Another reason to share your feedback one-on-one is that the sender might disagree with you or have some follow-up questions. This side discussion might lead to a significant conclusion. But until it does, the other people on the thread will only get confused (and distracted many more times than needed). Resolving the issue directly with the sender and letting them share the bottom line of the discussion is the more effective approach 99% of the time. If the conflict is difficult to resolve, picking up the phone or setting up a one-on-one meeting is even more effective. 

Reply Some

There will be cases where resolving some dilemma raised in the original email requires more than two people. The third alternative (and hopefully the least common of the three) is to reduce the distribution and handpick the people who can contribute to the discussion.
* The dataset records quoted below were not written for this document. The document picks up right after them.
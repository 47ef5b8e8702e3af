/// Configuration management for the Crewgate service
use crate::error::{CoreError, CoreResult};
use serde::{Deserialize, Serialize};
use std::env;
use std::path::PathBuf;

/// Main server configuration
#[derive(Debug, Clone, Serialize, Deserialize)]
pub struct ServerConfig {
    pub service: ServiceConfig,
    pub storage: StorageConfig,
    pub authentication: AuthConfig,
    pub email: Option<EmailConfig>,
    pub rate_limit: RateLimitConfig,
    pub logging: LoggingConfig,
}

/// Service-level configuration
#[derive(Debug, Clone, Serialize, Deserialize)]
pub struct ServiceConfig {
    pub hostname: String,
    pub port: u16,
    pub version: String,
}

/// Storage configuration
#[derive(Debug, Clone, Serialize, Deserialize)]
pub struct StorageConfig {
    pub data_directory: PathBuf,
    pub identity_db: PathBuf,
}

/// Authentication configuration
///
/// The quick-login policy has two independent thresholds: the eligibility
/// window opened by a full login, and the idle cutoff measured from the
/// session's last activity. Both are named here so the boundary checks are
/// single comparisons rather than inferred from timestamps ad hoc.
#[derive(Debug, Clone, Serialize, Deserialize)]
pub struct AuthConfig {
    pub jwt_secret: String,
    /// Access token lifetime in hours
    pub access_token_ttl_hours: i64,
    /// Refresh token lifetime in days
    pub refresh_token_ttl_days: i64,
    /// Quick-login eligibility window in days, opened by a full login
    pub quick_login_window_days: i64,
    /// Quick-login idle cutoff in hours since last session activity
    pub quick_login_idle_hours: i64,
    /// Email verification code lifetime in minutes
    pub verification_code_ttl_minutes: i64,
}

/// Email configuration
#[derive(Debug, Clone, Serialize, Deserialize)]
pub struct EmailConfig {
    pub smtp_url: String,
    pub from_address: String,
}

/// Rate limiting configuration
#[derive(Debug, Clone, Serialize, Deserialize)]
pub struct RateLimitConfig {
    pub enabled: bool,
    /// Requests per second for credential endpoints (scan, login, quick login)
    pub credential_rps: u32,
    /// Requests per second for everything else
    pub general_rps: u32,
}

/// Logging configuration
#[derive(Debug, Clone, Serialize, Deserialize)]
pub struct LoggingConfig {
    pub level: String,
}

impl ServerConfig {
    /// Load configuration from environment variables
    pub fn from_env() -> CoreResult<Self> {
        dotenv::dotenv().ok();

        let hostname = env::var("CREWGATE_HOSTNAME").unwrap_or_else(|_| "localhost".to_string());
        let port = env::var("CREWGATE_PORT")
            .unwrap_or_else(|_| "8080".to_string())
            .parse()
            .map_err(|_| CoreError::Validation("Invalid port number".to_string()))?;
        let version = env::var("CREWGATE_VERSION")
            .unwrap_or_else(|_| env!("CARGO_PKG_VERSION").to_string());

        let data_directory: PathBuf = env::var("CREWGATE_DATA_DIRECTORY")
            .unwrap_or_else(|_| "./data".to_string())
            .into();
        let identity_db = env::var("CREWGATE_IDENTITY_DB_LOCATION")
            .map(PathBuf::from)
            .unwrap_or_else(|_| data_directory.join("identity.sqlite"));

        let jwt_secret = env::var("CREWGATE_JWT_SECRET")
            .map_err(|_| CoreError::Validation("JWT secret required".to_string()))?;

        let access_token_ttl_hours = parse_env_i64("CREWGATE_ACCESS_TOKEN_TTL_HOURS", 24);
        let refresh_token_ttl_days = parse_env_i64("CREWGATE_REFRESH_TOKEN_TTL_DAYS", 7);
        let quick_login_window_days = parse_env_i64("CREWGATE_QUICK_LOGIN_WINDOW_DAYS", 30);
        let quick_login_idle_hours = parse_env_i64("CREWGATE_QUICK_LOGIN_IDLE_HOURS", 24);
        let verification_code_ttl_minutes =
            parse_env_i64("CREWGATE_VERIFICATION_CODE_TTL_MINUTES", 10);

        let email = if let Ok(smtp_url) = env::var("CREWGATE_EMAIL_SMTP_URL") {
            Some(EmailConfig {
                smtp_url,
                from_address: env::var("CREWGATE_EMAIL_FROM_ADDRESS")
                    .unwrap_or_else(|_| format!("noreply@{}", hostname)),
            })
        } else {
            None
        };

        let rate_limit_enabled = env::var("CREWGATE_RATE_LIMITS_ENABLED")
            .unwrap_or_else(|_| "true".to_string())
            .parse()
            .unwrap_or(true);
        let credential_rps = env::var("CREWGATE_RATE_LIMIT_CREDENTIAL_RPS")
            .unwrap_or_else(|_| "5".to_string())
            .parse()
            .unwrap_or(5);
        let general_rps = env::var("CREWGATE_RATE_LIMIT_GENERAL_RPS")
            .unwrap_or_else(|_| "100".to_string())
            .parse()
            .unwrap_or(100);

        let log_level = env::var("RUST_LOG").unwrap_or_else(|_| "info".to_string());

        Ok(ServerConfig {
            service: ServiceConfig {
                hostname,
                port,
                version,
            },
            storage: StorageConfig {
                data_directory,
                identity_db,
            },
            authentication: AuthConfig {
                jwt_secret,
                access_token_ttl_hours,
                refresh_token_ttl_days,
                quick_login_window_days,
                quick_login_idle_hours,
                verification_code_ttl_minutes,
            },
            email,
            rate_limit: RateLimitConfig {
                enabled: rate_limit_enabled,
                credential_rps,
                general_rps,
            },
            logging: LoggingConfig { level: log_level },
        })
    }

    /// Validate configuration
    pub fn validate(&self) -> CoreResult<()> {
        if self.service.hostname.is_empty() {
            return Err(CoreError::Validation("Hostname cannot be empty".to_string()));
        }

        if self.authentication.jwt_secret.len() < 32 {
            return Err(CoreError::Validation(
                "JWT secret must be at least 32 characters".to_string(),
            ));
        }

        if self.authentication.quick_login_window_days <= 0
            || self.authentication.quick_login_idle_hours <= 0
        {
            return Err(CoreError::Validation(
                "Quick login thresholds must be positive".to_string(),
            ));
        }

        Ok(())
    }
}

fn parse_env_i64(key: &str, default: i64) -> i64 {
    env::var(key)
        .ok()
        .and_then(|v| v.parse().ok())
        .unwrap_or(default)
}

#[cfg(test)]
impl ServerConfig {
    /// Minimal configuration for tests
    pub fn for_tests() -> Self {
        ServerConfig {
            service: ServiceConfig {
                hostname: "localhost".to_string(),
                port: 8080,
                version: "0.1.0".to_string(),
            },
            storage: StorageConfig {
                data_directory: PathBuf::from("./data"),
                identity_db: PathBuf::from(":memory:"),
            },
            authentication: AuthConfig {
                jwt_secret: "test-secret-key-that-is-long-enough-for-hs256".to_string(),
                access_token_ttl_hours: 24,
                refresh_token_ttl_days: 7,
                quick_login_window_days: 30,
                quick_login_idle_hours: 24,
                verification_code_ttl_minutes: 10,
            },
            email: None,
            rate_limit: RateLimitConfig {
                enabled: true,
                credential_rps: 5,
                general_rps: 100,
            },
            logging: LoggingConfig {
                level: "info".to_string(),
            },
        }
    }
}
The more extensive the original distribution list, the smaller the chances all recipients are essential for discussing each question and dilemma. 

And again, serious discussions between more than two people are rarely effective when done exclusively via email. An email is an excellent platform for alignment and sharing information before a discussion. But when a deep conversation is needed, email’s fractured and asynchronous nature makes the conversation far less effective. 

The Last Resort

Only after considering all other options and finding none suitable should you consider using Reply All. But even in these cases, don’t use it lightly. 

Consider the impact of what you are about to write. Consider the follow-up emails and the snowball effect you might trigger. Even with only 20 people in the loop, your hand should shake before hitting the Reply All button. Consider the potential interruption to each person on that list. Consider the work being impacted by it. 

If you are still sure Reply All is necessary, only then, go for it. And take cover.